Normally I take a tiny spark of inspiration, mull it around in my mind (usually while out doing the school run in the rain), then sit down and write something. A writer I follow on twitter described the process as being on a par of making a stew, the pot is constantly simmering away in the background and bits are added until the finished food is ready to eat, complex layers of flavour and aroma having been allowed to organically build up.
Every time I see a spark, a glimpse of something I want, it slips though my fingers. Or if I manage to catch it and try to massage it into something more, it goes flat and limp. So instead I read; I read everything I can get my hands on, in the hope that it will help.
So I’ve pulled myself together and decided that maybe I should sidle up to it, not look it directly in the eye and just start.
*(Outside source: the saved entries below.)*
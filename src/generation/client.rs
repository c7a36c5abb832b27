//! OpenAI-compatible chat completions client
//!
//! Calls `POST {api_base}/chat/completions` with bearer authentication.

use async_trait::async_trait;
use reqwest::Client;
use serde::{Deserialize, Serialize};
use std::time::{Duration, Instant};
use tracing::{debug, info};

use super::{Completion, Generator, TokenUsage};
use crate::config::GenerationSettings;
use crate::errors::GenerationError;
use crate::types::{ChatMessage, Role};

#[derive(Debug, Serialize)]
struct ChatCompletionRequest<'a> {
    model: &'a str,
    messages: Vec<ChatMessage>,
    #[serde(skip_serializing_if = "Option::is_none")]
    temperature: Option<f64>,
    #[serde(skip_serializing_if = "Option::is_none")]
    max_tokens: Option<u32>,
}

#[derive(Debug, Deserialize)]
struct ChatCompletionResponse {
    #[serde(default)]
    model: Option<String>,
    #[serde(default)]
    choices: Vec<ChatChoice>,
    #[serde(default)]
    usage: Option<TokenUsage>,
}

#[derive(Debug, Deserialize)]
struct ChatChoice {
    message: ChoiceMessage,
}

#[derive(Debug, Deserialize)]
struct ChoiceMessage {
    #[serde(default)]
    content: Option<String>,
}

/// HTTP client for chat completion APIs
pub struct ChatCompletionsClient {
    client: Client,
    settings: GenerationSettings,
    api_key: Option<String>,
}

impl ChatCompletionsClient {
    /// Create a new chat completions client
    ///
    /// # Arguments
    /// * `settings` - Endpoint, model and sampling settings
    /// * `api_key` - Bearer token; requests fail with `NotConfigured` when absent
    pub fn new(settings: GenerationSettings, api_key: Option<String>) -> Result<Self, GenerationError> {
        let client = Client::builder()
            .timeout(Duration::from_secs(settings.timeout_secs))
            .build()
            .map_err(|e| GenerationError::Http(format!("Failed to build HTTP client: {}", e)))?;

        Ok(Self {
            client,
            settings,
            api_key: api_key.filter(|key| !key.trim().is_empty()),
        })
    }

    /// Create a client reading the API key from the configured environment variable
    pub fn from_env(settings: GenerationSettings) -> Result<Self, GenerationError> {
        let api_key = std::env::var(&settings.api_key_env).ok();
        Self::new(settings, api_key)
    }

    pub fn settings(&self) -> &GenerationSettings {
        &self.settings
    }

    fn endpoint(&self) -> String {
        format!("{}/chat/completions", self.settings.api_base.trim_end_matches('/'))
    }

    /// Prepend the configured system prompt unless the conversation has one
    fn prepare_messages(&self, messages: &[ChatMessage]) -> Vec<ChatMessage> {
        let mut prepared = messages.to_vec();
        if let Some(prompt) = &self.settings.system_prompt {
            if !prepared.iter().any(|m| m.role == Role::System) {
                prepared.insert(0, ChatMessage::system(prompt.clone()));
            }
        }
        prepared
    }
}

#[async_trait]
impl Generator for ChatCompletionsClient {
    async fn generate(&self, messages: &[ChatMessage]) -> Result<Completion, GenerationError> {
        let api_key = self.api_key.as_deref().ok_or_else(|| {
            GenerationError::NotConfigured(format!("{} is not set", self.settings.api_key_env))
        })?;

        let body = ChatCompletionRequest {
            model: &self.settings.model,
            messages: self.prepare_messages(messages),
            temperature: self.settings.temperature,
            max_tokens: self.settings.max_tokens,
        };

        let started = Instant::now();
        let response = self
            .client
            .post(self.endpoint())
            .bearer_auth(api_key)
            .json(&body)
            .send()
            .await
            .map_err(|e| {
                if e.is_timeout() {
                    GenerationError::Timeout {
                        duration_ms: self.settings.timeout_secs * 1000,
                    }
                } else {
                    GenerationError::Http(e.to_string())
                }
            })?;

        let status = response.status();
        if !status.is_success() {
            let text = response.text().await.unwrap_or_default();
            return Err(GenerationError::Upstream {
                status: status.as_u16(),
                message: upstream_error_message(&text)
                    .unwrap_or_else(|| format!("API returned status {}", status.as_u16())),
            });
        }

        let parsed: ChatCompletionResponse = response
            .json()
            .await
            .map_err(|e| GenerationError::InvalidResponse(format!("Failed to parse response: {}", e)))?;

        let latency_ms = started.elapsed().as_millis() as u64;
        let content = parsed
            .choices
            .into_iter()
            .next()
            .and_then(|choice| choice.message.content)
            .ok_or_else(|| GenerationError::InvalidResponse("response has no choices".to_string()))?;

        info!(
            model = %self.settings.model,
            latency_ms,
            total_tokens = parsed.usage.map(|u| u.total_tokens),
            "generation completed"
        );
        debug!(content_len = content.len(), "generation content received");

        Ok(Completion {
            content,
            token_usage: parsed.usage,
            model: parsed.model.unwrap_or_else(|| self.settings.model.clone()),
            latency_ms,
        })
    }
}

/// Pull `error.message` out of an upstream error body
fn upstream_error_message(body: &str) -> Option<String> {
    let value: serde_json::Value = serde_json::from_str(body).ok()?;
    value
        .get("error")?
        .get("message")?
        .as_str()
        .map(str::to_string)
}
It’s the starting that’s important and it’s the starting I haven’t been doing. A synopsis looks forlornly at me and I’m still on the fifth chapter of a story. My poor protagonists have been sitting around in a desert waiting for me to get my act together since last month. I just hope they haven’t got sunstroke.
Then there is my muse, the person who inspires me, fills me fire, whose magic no longer works. Shouldn’t I be able to do this alone? I did before I met them. It’s been like having a lover whose left me. I was perfectly fine and capable before they came into my life, even happy, but when they left, they left a large and gaping hole. I know what I’m missing.
But look. I’m writing and it feels good.